# About this kernel

The `cost_function` in this kernel is roughly 300x faster compared to the original kernel. Each function call takes roughly 37 µs.

## Reference

* (Excellent) Original Kernel: https://www.kaggle.com/inversion/santa-s-2019-starter-notebook
* First kernel that had the idea to use Numba: https://www.kaggle.com/nickel/250x-faster-cost-function-with-numba-jit
* Another great cost function optimization: https://www.kaggle.com/sekrier/fast-scoring-using-c-52-usec



In [1]:
import os

from numba import njit
import numpy as np
import pandas as pd
from tqdm import tqdm_notebook as tqdm
import random

## Read in the family information and sample submission

In [2]:
fpath = './Data/family_data.csv'
data = pd.read_csv(fpath, index_col='family_id')

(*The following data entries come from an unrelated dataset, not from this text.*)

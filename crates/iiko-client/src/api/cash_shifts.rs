// crates/iiko-client/src/api/cash_shifts.rs
// ============================================================================
// Module: Cash Shifts API
// Description: Cash shifts, acceptance documents, pay-in/out types, payouts.
// Purpose: Wrap `/v2/cashshifts/*`, `/v2/payrolls/list` and payout endpoints.
// Dependencies: crate::transport, time
// ============================================================================

//! ## Overview
//! Cash shift reads are keyed by the shift (session) id. Acceptance
//! documents are fetched by id, edited and posted back through [`CashShiftsApi::save`];
//! the server reports the import outcome in the returned save result rather
//! than through the HTTP status.

use time::Date;

use crate::api::path_id;
use crate::error::ClientError;
use crate::models::CashShiftPaymentsDto;
use crate::models::CashShiftSaveResultDto;
use crate::models::CashShiftSessionDto;
use crate::models::CashShiftStatus;
use crate::models::ClosedSessionDocumentDto;
use crate::models::PayInOutTypeDto;
use crate::models::PayOutResultDto;
use crate::models::PayOutSettingsDto;
use crate::models::PayrollDto;
use crate::query::QueryParams;
use crate::transport::HttpTransport;
use crate::transport::Request;

/// Cash shift endpoints.
#[derive(Debug, Clone, Copy)]
pub struct CashShiftsApi<'a> {
    /// Shared transport.
    transport: &'a HttpTransport,
}

impl<'a> CashShiftsApi<'a> {
    /// Binds the API to a transport.
    #[must_use]
    pub const fn new(transport: &'a HttpTransport) -> Self {
        Self {
            transport,
        }
    }

    /// Lists shifts opened within `[open_date_from, open_date_to]`.
    ///
    /// # Errors
    ///
    /// Returns [`ClientError`] when the call fails or the payload is invalid.
    pub async fn list(
        &self,
        open_date_from: Date,
        open_date_to: Date,
        status: CashShiftStatus,
    ) -> Result<Vec<CashShiftSessionDto>, ClientError> {
        let query = QueryParams::new()
            .date("openDateFrom", open_date_from)
            .date("openDateTo", open_date_to)
            .text("status", status.as_str());
        self.transport.send_json(Request::get("v2/cashshifts/list", query)).await
    }

    /// Fetches one shift.
    ///
    /// # Errors
    ///
    /// Returns [`ClientError`] when the call fails or the payload is invalid.
    pub async fn by_id(&self, session_id: &str) -> Result<CashShiftSessionDto, ClientError> {
        let path = format!("v2/cashshifts/byId/{}", path_id(session_id)?);
        self.transport.send_json(Request::get(&path, QueryParams::new())).await
    }

    /// Fetches payments, pay-ins and payouts of a shift.
    ///
    /// # Errors
    ///
    /// Returns [`ClientError`] when the call fails or the payload is invalid.
    pub async fn payments(
        &self,
        session_id: &str,
        hide_accepted: bool,
    ) -> Result<CashShiftPaymentsDto, ClientError> {
        let path = format!("v2/cashshifts/payments/list/{}", path_id(session_id)?);
        let query = QueryParams::new().flag("hideAccepted", hide_accepted);
        self.transport.send_json(Request::get(&path, query)).await
    }

    /// Fetches the acceptance document of a closed shift.
    ///
    /// # Errors
    ///
    /// Returns [`ClientError`] when the call fails or the payload is invalid.
    pub async fn closed_session_document(
        &self,
        id: &str,
    ) -> Result<ClosedSessionDocumentDto, ClientError> {
        let path = format!("v2/cashshifts/closedSessionDocument/{}", path_id(id)?);
        self.transport.send_json(Request::get(&path, QueryParams::new())).await
    }

    /// Submits an acceptance document.
    ///
    /// The import outcome is reported in the result body; an `ERROR` import
    /// is not a client error.
    ///
    /// # Errors
    ///
    /// Returns [`ClientError`] when the call fails or the payload is invalid.
    pub async fn save(
        &self,
        document: &ClosedSessionDocumentDto,
    ) -> Result<CashShiftSaveResultDto, ClientError> {
        let body = HttpTransport::json_body(document)?;
        self.transport.send_json(Request::post("v2/cashshifts/save", body)).await
    }

    /// Lists pay-in/out types.
    ///
    /// # Errors
    ///
    /// Returns [`ClientError`] when the call fails or the payload is invalid.
    pub async fn pay_in_out_types(
        &self,
        include_deleted: bool,
        revision_from: i64,
    ) -> Result<Vec<PayInOutTypeDto>, ClientError> {
        let query = QueryParams::new()
            .flag("includeDeleted", include_deleted)
            .int("revisionFrom", revision_from);
        self.transport.send_json(Request::get("v2/entities/payInOutTypes/list", query)).await
    }

    /// Lists payroll statements of a department.
    ///
    /// # Errors
    ///
    /// Returns [`ClientError`] when the call fails or the payload is invalid.
    pub async fn payrolls(
        &self,
        date_from: Date,
        date_to: Date,
        department: &str,
        include_deleted: bool,
    ) -> Result<Vec<PayrollDto>, ClientError> {
        let query = QueryParams::new()
            .date("dateFrom", date_from)
            .date("dateTo", date_to)
            .text("department", department)
            .flag("includeDeleted", include_deleted);
        self.transport.send_json(Request::get("v2/payrolls/list", query)).await
    }

    /// Executes a payout.
    ///
    /// # Errors
    ///
    /// Returns [`ClientError`] when the call fails or the payload is invalid.
    pub async fn add_pay_out(
        &self,
        settings: &PayOutSettingsDto,
    ) -> Result<PayOutResultDto, ClientError> {
        let body = HttpTransport::json_body(settings)?;
        self.transport.send_json(Request::post("v2/payInOuts/addPayOut", body)).await
    }
}
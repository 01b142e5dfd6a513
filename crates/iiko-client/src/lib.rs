// crates/iiko-client/src/lib.rs
// ============================================================================
// Module: iiko Client Library
// Description: Typed async REST client for the iiko back-office server.
// Purpose: Expose session handling, transport configuration, and domain APIs.
// Dependencies: reqwest, serde, sha1, time, tracing
// ============================================================================

//! ## Overview
//! This crate talks to the iiko back-office REST API (`/resto/api`). A single
//! [`IikoClient`] owns one HTTP transport and at most one server session. The
//! session key returned by login is attached to every later call and released
//! by logout. Domain endpoint groups (accounts, cash shifts, quick menus, menu
//! change documents, pricing, price periods, replication) borrow the client
//! and issue exactly one request per call: there is no retry and no partial
//! result handling.
//!
//! Passwords are digested with SHA-1 before transmission; neither the raw
//! password nor the session key is ever logged.

// ============================================================================
// SECTION: Modules
// ============================================================================

pub mod api;
pub mod auth;
pub mod client;
pub mod config;
pub mod error;
pub mod models;
pub mod query;
pub mod session;
pub mod transport;


// ============================================================================
// SECTION: Re-exports
// ============================================================================

pub use auth::PasswordDigest;
pub use auth::SessionToken;
pub use client::IikoClient;
pub use config::ClientConfig;
pub use config::ConfigError;
pub use error::ClientError;
pub use error::ErrorKind;
pub use session::SessionState;
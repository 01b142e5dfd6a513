// system-tests/src/lib.rs
// ============================================================================
// Module: iiko System Tests Library
// Description: Session-scoped harness, environment config and shape checks.
// Purpose: Provide common utilities for the iiko system-test binaries.
// Dependencies: iiko-client, tokio, tracing
// ============================================================================

//! ## Overview
//! Every system-test case runs inside [`harness::with_session`]: the harness
//! reads the environment, logs in, runs the case body, and always logs out
//! and closes the client afterwards. Expected server refusals are declared
//! per call with [`harness::Tolerate`] by error kind. [`shape`] holds the
//! field-domain checks shared by the live suites.

// ============================================================================
// SECTION: Modules
// ============================================================================

pub mod config;
pub mod harness;
pub mod logging;
pub mod shape;

// ============================================================================
// SECTION: Re-exports
// ============================================================================

pub use config::HarnessConfig;
pub use harness::CallContext;
pub use harness::CaseFailure;
pub use harness::HarnessError;
pub use harness::SessionHarness;
pub use harness::Tolerate;
pub use harness::ensure;
pub use harness::with_env_session;
pub use harness::with_session;
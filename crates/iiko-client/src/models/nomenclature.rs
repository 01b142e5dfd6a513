// crates/iiko-client/src/models/nomenclature.rs
// ============================================================================
// Module: Nomenclature Models
// Description: Product lookups.
// Purpose: Decode `/v2/entities/products/list` payloads.
// Dependencies: serde
// ============================================================================

//! Product entries.

use serde::Deserialize;
use serde::Serialize;

/// Product entry. Only the fields needed to reference a product are decoded.
#[derive(Debug, Clone, PartialEq, Eq, Serialize, Deserialize)]
#[serde(rename_all = "camelCase")]
pub struct ProductDto {
    /// Product identifier.
    pub id: String,
    /// Display name.
    #[serde(default, skip_serializing_if = "Option::is_none")]
    pub name: Option<String>,
    /// Article number.
    #[serde(default, skip_serializing_if = "Option::is_none")]
    pub num: Option<String>,
    /// Quick-dial code.
    #[serde(default, skip_serializing_if = "Option::is_none")]
    pub code: Option<String>,
    /// Deletion flag.
    #[serde(default)]
    pub deleted: bool,
}
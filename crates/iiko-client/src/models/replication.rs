// crates/iiko-client/src/models/replication.rs
// ============================================================================
// Module: Replication Models
// Description: Server deployment mode and per-department replication state.
// Purpose: Decode `/replication/*` payloads.
// Dependencies: serde, time
// ============================================================================

//! Server mode and replication status payloads.

use serde::Deserialize;
use serde::Serialize;
use time::PrimitiveDateTime;

/// Deployment mode of the server.
#[derive(Debug, Clone, Copy, PartialEq, Eq, Hash, Serialize, Deserialize)]
#[serde(rename_all = "SCREAMING_SNAKE_CASE")]
pub enum ServerType {
    /// Chain office server; replication endpoints apply.
    Chain,
    /// Restaurant server replicating to a chain.
    ReplicatedRms,
    /// Single restaurant server.
    StandaloneRms,
}

impl ServerType {
    /// Returns the wire label.
    #[must_use]
    pub const fn as_str(self) -> &'static str {
        match self {
            Self::Chain => "CHAIN",
            Self::ReplicatedRms => "REPLICATED_RMS",
            Self::StandaloneRms => "STANDALONE_RMS",
        }
    }

    /// Parses a wire label, accepting bare or JSON-quoted text.
    #[must_use]
    pub fn parse(raw: &str) -> Option<Self> {
        match raw.trim().trim_matches('"') {
            "CHAIN" => Some(Self::Chain),
            "REPLICATED_RMS" => Some(Self::ReplicatedRms),
            "STANDALONE_RMS" => Some(Self::StandaloneRms),
            _ => None,
        }
    }
}

impl std::fmt::Display for ServerType {
    fn fmt(&self, f: &mut std::fmt::Formatter<'_>) -> std::fmt::Result {
        f.write_str(self.as_str())
    }
}

/// Replication state of one department.
#[derive(Debug, Clone, PartialEq, Eq, Default, Serialize, Deserialize)]
#[serde(rename_all = "camelCase")]
pub struct ReplicationStatusDto {
    /// Department.
    #[serde(default, skip_serializing_if = "Option::is_none")]
    pub department_id: Option<String>,
    /// Department name.
    #[serde(default, skip_serializing_if = "Option::is_none")]
    pub department_name: Option<String>,
    /// Last inbound exchange.
    #[serde(default, with = "crate::models::serde_opt_date_time")]
    pub last_receive_date: Option<PrimitiveDateTime>,
    /// Last outbound exchange.
    #[serde(default, with = "crate::models::serde_opt_date_time")]
    pub last_send_date: Option<PrimitiveDateTime>,
    /// Status label.
    #[serde(default, skip_serializing_if = "Option::is_none")]
    pub status: Option<String>,
}

/// Replication states of every department.
#[derive(Debug, Clone, PartialEq, Eq, Default, Serialize, Deserialize)]
#[serde(rename_all = "camelCase")]
pub struct ReplicationStatusesDto {
    /// Per-department states.
    #[serde(default)]
    pub replication_status_dtoes: Vec<ReplicationStatusDto>,
}
// crates/iiko-client/src/query.rs
// ============================================================================
// Module: Query Parameters
// Description: Builder for iiko query strings and form bodies.
// Purpose: Keep parameter encoding conventions in one place.
// Dependencies: time, url
// ============================================================================

//! ## Overview
//! The server expects booleans as `true`/`false`, dates as `YYYY-MM-DD`, and
//! list parameters repeated once per value (`id=a&id=b`). [`QueryParams`]
//! collects pairs in insertion order; the transport appends them to the URL
//! or encodes them as `application/x-www-form-urlencoded` bodies.

// ============================================================================
// SECTION: Imports
// ============================================================================

use time::Date;
use url::form_urlencoded;

use crate::models::format_date;

// ============================================================================
// SECTION: Types
// ============================================================================

/// Ordered list of query or form parameters.
#[derive(Debug, Clone, Default, PartialEq, Eq)]
pub struct QueryParams {
    /// Encoded name/value pairs in insertion order.
    pairs: Vec<(String, String)>,
}

impl QueryParams {
    /// Creates an empty parameter list.
    #[must_use]
    pub const fn new() -> Self {
        Self {
            pairs: Vec::new(),
        }
    }

    /// Adds a boolean flag.
    #[must_use]
    pub fn flag(self, name: &str, value: bool) -> Self {
        self.text(name, if value { "true" } else { "false" })
    }

    /// Adds a text value.
    #[must_use]
    pub fn text(mut self, name: &str, value: impl Into<String>) -> Self {
        self.pairs.push((name.to_string(), value.into()));
        self
    }

    /// Adds a text value when present.
    #[must_use]
    pub fn opt_text(self, name: &str, value: Option<&str>) -> Self {
        match value {
            Some(value) => self.text(name, value),
            None => self,
        }
    }

    /// Adds an integer value.
    #[must_use]
    pub fn int(self, name: &str, value: i64) -> Self {
        self.text(name, value.to_string())
    }

    /// Adds a `YYYY-MM-DD` date.
    #[must_use]
    pub fn date(self, name: &str, value: Date) -> Self {
        self.text(name, format_date(value))
    }

    /// Adds a `YYYY-MM-DD` date when present.
    #[must_use]
    pub fn opt_date(self, name: &str, value: Option<Date>) -> Self {
        match value {
            Some(value) => self.date(name, value),
            None => self,
        }
    }

    /// Adds one pair per value.
    #[must_use]
    pub fn repeated<S: AsRef<str>>(mut self, name: &str, values: &[S]) -> Self {
        for value in values {
            self.pairs.push((name.to_string(), value.as_ref().to_string()));
        }
        self
    }

    /// Returns the collected pairs.
    #[must_use]
    pub fn pairs(&self) -> &[(String, String)] {
        &self.pairs
    }

    /// Returns true when no parameters were added.
    #[must_use]
    pub fn is_empty(&self) -> bool {
        self.pairs.is_empty()
    }

    /// Encodes the pairs as an `application/x-www-form-urlencoded` string.
    #[must_use]
    pub fn to_form_body(&self) -> String {
        let mut serializer = form_urlencoded::Serializer::new(String::new());
        for (name, value) in &self.pairs {
            serializer.append_pair(name, value);
        }
        serializer.finish()
    }
}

fpath = './submission_75955.csv'
submission = pd.read_csv(fpath, index_col='family_id')

### Constants

In [3]:
N_DAYS = 100
MAX_OCCUPANCY = 300
MIN_OCCUPANCY = 125

In [4]:
# DAILY_QUOTA = random.randint(239,241)
# print("daily quota : ", DAILY_QUOTA)

# daily_quotas = N_DAYS * [DAILY_QUOTA]
# assigned_days = len(data)*[-1]
# non_assigned_families = []

# tmp = data.copy()
# rnd_seed = random.randint(0,10000)
# tmp = tmp.sample(frac=1, random_state=rnd_seed)
# print(rnd_seed)
# # print(tmp)
# for i in tmp.iterrows():
# #     print(i)
#     n_people = i[1]['n_people']
#     assigned = False
#     for j in range(9):
#         if daily_quotas[i[1][f'choice_{j}'] - 1] > n_people: 
#             daily_quotas[i[1][f'choice_{j}'] - 1] -= n_people
#             assigned_days[i[0]] = i[1][f'choice_{j}']
#             assigned = True
#             break
            
#     if not assigned:
#         non_assigned_families.append(i[0])

# print("non assigned : ", len(non_assigned_families))
# for family_id in non_assigned_families:
#     day_id = np.argsort(daily_quotas)[-1]
#     daily_quotas[day_id] -= data.iloc[family_id].n_people
#     assigned_days[family_id] = day_id + 1
# submission['assigned_day'] = assigned_days
# print(submission['assigned_day'])

In [5]:
family_size = data.n_people.values
days_array = np.arange(N_DAYS, 0, -1)
choice_dict = data.loc[:, 'choice_0': 'choice_9'].T.to_dict()

In [6]:
choice_array_num = np.full((data.shape[0], N_DAYS + 1), -1)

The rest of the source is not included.